Massachusetts Medical Society: MMS Comments to the Legislature on the Reconciliation of the CARE Act

MMS Comments to the Legislature on the Reconciliation of the CARE Act

The Massachusetts Medical Society commends both branches of the legislature on their advancement of the Governor’s CARE bill. As the opioid epidemic continues, we as physicians are fighting on the front lines to keep our patients alive, and we deeply appreciate all that the Governor and the legislature have done and continue to do to fight alongside us. We applaud the legislature for developing bills that would address many areas of dire need in the Commonwealth’s response to this epidemic. In particular, we commend the provisions of these bills that would shore up the statewide standing order for Naloxone, improve the process allowing for the partial fill of opioid prescriptions, and develop and fund innovative peer-to-peer physician education programs for both pain management and opioid use disorder. The Medical Society is proud to have partnered closely with the legislature on both the partial fill and the peer-to-peer education programs included in these bills, and we look forward to continuing to serve as a resource for evidence-based legislative solutions to the opioid epidemic, as well as to future public health crises. 

As the legislature moves to finalize the CARE Act, the Medical Society wishes to indicate support for two proposals included in the Senate’s version of the bill.

Electronic Prescribing

The Medical Society supports the Senate’s provisions on the electronic prescribing of controlled substances, as they add necessary flexibility for the Department of Public Health to promulgate regulations. The Medical Society has long promoted electronic prescribing, but has also cautioned the legislature that some flexibility will be needed to ensure that the transition to electronic prescribing does not inadvertently result in losses to access to medical care. 

We have been very pleased to work with the legislature to build in much of that flexibility, but one gap still needs to be addressed: the technical limitations of electronic prescribing are such that certain categories of prescriptions, such as compounded drugs, prescriptions written for third parties, and prescriptions with complex instructions, cannot be electronically prescribed because of limitation in the federal regulations controlling this practice.

Supervised Injection Facilities

The Medical Society also urges the legislature to adopt the Senate’s provisions on Supervised Injection Facilities (SIFs). As stated in the Medical Society’s 2017 Report on Establishment of a Pilot Supervised Injection Facility in Massachusetts,[1] the literature on SIFs shows that they are an evidence-based harm reduction strategy that has saved lives around the world, and that would save lives if implemented here in the Commonwealth. We therefore strongly supported the provision on SIFs that was contained in the Senate’s version of the CARE Act prior to the amendment process, which would have authorized DPH to promulgate regulations for the establishment of a SIF. However, we support the Senate’s current SIF provisions as an important step towards our shared goal. We are confident that a study of this issue will conclude with the same results that we found in our report, and that DPH taking up the question of establishing a SIF in Massachusetts will allow for further exploration of siting and for the state to contend with the legal questions it will need to answer prior to opening a SIF.
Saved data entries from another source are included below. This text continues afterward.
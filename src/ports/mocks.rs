//! Mock implementations for testing

use crate::error::{AppError, Result};
use crate::ports::generation::GenerationModelPort;
use crate::ports::summarization::SummarizationModelPort;
use async_trait::async_trait;
use std::collections::VecDeque;
use std::sync::{Arc, Mutex};

/// One recorded summarization call
#[derive(Debug, Clone, PartialEq)]
pub struct SummarizeCall {
    pub text: String,
    pub max_length: u32,
    pub min_length: u32,
}

/// Scripted summarization model for testing.
///
/// Fails the first `failures` calls with a model-inference error, then
/// answers `<summary:N>` where N is the ordinal of the successful call.
/// Every call is recorded, including the failed ones.
#[derive(Clone, Default)]
pub struct ScriptedSummarizer {
    failures: u32,
    calls: Arc<Mutex<Vec<SummarizeCall>>>,
    successes: Arc<Mutex<u32>>,
}

impl ScriptedSummarizer {
    pub fn new(failures: u32) -> Self {
        Self {
            failures,
            ..Self::default()
        }
    }

    pub fn calls(&self) -> Vec<SummarizeCall> {
        self.calls.lock().unwrap().clone()
    }

    pub fn call_count(&self) -> usize {
        self.calls.lock().unwrap().len()
    }
}

#[async_trait]
impl SummarizationModelPort for ScriptedSummarizer {
    async fn summarize(&self, text: &str, max_length: u32, min_length: u32) -> Result<String> {
        let call_index = {
            let mut calls = self.calls.lock().unwrap();
            calls.push(SummarizeCall {
                text: text.to_string(),
                max_length,
                min_length,
            });
            calls.len() as u32
        };
        if call_index <= self.failures {
            return Err(AppError::ModelInference("scripted failure".to_string()));
        }
        let mut successes = self.successes.lock().unwrap();
        *successes += 1;
        Ok(format!("<summary:{}>", successes))
    }

    fn provider_name(&self) -> &str {
        "scripted"
    }
}

/// Scripted generation model for testing.
///
/// Pops one scripted output per call: `Some(text)` answers with that text,
/// `None` fails with a model-inference error. Extra calls past the script
/// answer with an empty string. Prompts are recorded.
#[derive(Clone, Default)]
pub struct ScriptedGenerator {
    outputs: Arc<Mutex<VecDeque<Option<String>>>>,
    prompts: Arc<Mutex<Vec<String>>>,
}

impl ScriptedGenerator {
    pub fn new(outputs: Vec<Option<&str>>) -> Self {
        Self {
            outputs: Arc::new(Mutex::new(
                outputs.into_iter().map(|o| o.map(str::to_string)).collect(),
            )),
            prompts: Arc::new(Mutex::new(Vec::new())),
        }
    }

    pub fn prompts(&self) -> Vec<String> {
        self.prompts.lock().unwrap().clone()
    }
}

#[async_trait]
impl GenerationModelPort for ScriptedGenerator {
    async fn generate(&self, prompt: &str, _max_length: u32) -> Result<String> {
        self.prompts.lock().unwrap().push(prompt.to_string());
        match self.outputs.lock().unwrap().pop_front() {
            Some(Some(output)) => Ok(output),
            Some(None) => Err(AppError::ModelInference("scripted failure".to_string())),
            None => Ok(String::new()),
        }
    }

    fn provider_name(&self) -> &str {
        "scripted"
    }
}

#[cfg(test)]
mod tests {
    use super::*;

    #[test]
    fn scripted_summarizer_fails_then_numbers_successes() {
        tokio_test::block_on(async {
            let model = ScriptedSummarizer::new(1);
            assert!(model.summarize("a", 130, 30).await.is_err());
            assert_eq!(model.summarize("b", 130, 30).await.unwrap(), "<summary:1>");
            assert_eq!(model.summarize("c", 130, 30).await.unwrap(), "<summary:2>");
            assert_eq!(model.call_count(), 3);
            assert_eq!(model.calls()[0].text, "a");
        });
    }

    #[test]
    fn scripted_generator_follows_its_script() {
        tokio_test::block_on(async {
            let model = ScriptedGenerator::new(vec![Some("- item"), None]);
            assert_eq!(model.generate("p1", 200).await.unwrap(), "- item");
            assert!(model.generate("p2", 200).await.is_err());
            assert_eq!(model.generate("p3", 200).await.unwrap(), "");
            assert_eq!(model.prompts(), vec!["p1", "p2", "p3"]);
        });
    }
}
Medication Assisted Treatment in Jails and Prisons

The Medical Society strongly supports legislative proposals to assure the full spectrum of evidence-based medication assisted treatment for all persons with substance use disorder in jails and prisons. We therefore support the Senate version which takes an incremental approach across the entire system while also recognizing the life-saving value of MATs. This approach prioritizes serving individuals who are already receiving these life-saving medications so that they can continue treatment upon incarceration and also prioritizes individuals pre-release by ensuring they have access to these same medications at least 30 days before they are released to the community. Importantly, the Senate also creates a working group of state agencies, county sheriffs and the treatment community to ensure that the Senate provisions are implemented in a responsible manner that addresses the concerns of corrections staff and health care advocates. Taken together, this legislation puts Massachusetts on a more certain pathway to treating incarcerated individuals with treatment that best meets the need of that individual. 

The Medical Society is proud to partner with the legislature in the essential work of fighting the opioid epidemic in our Commonwealth. We look forward to the passage of a bill that will make vital strides in that effort, and to our continuing work with the legislature in the future.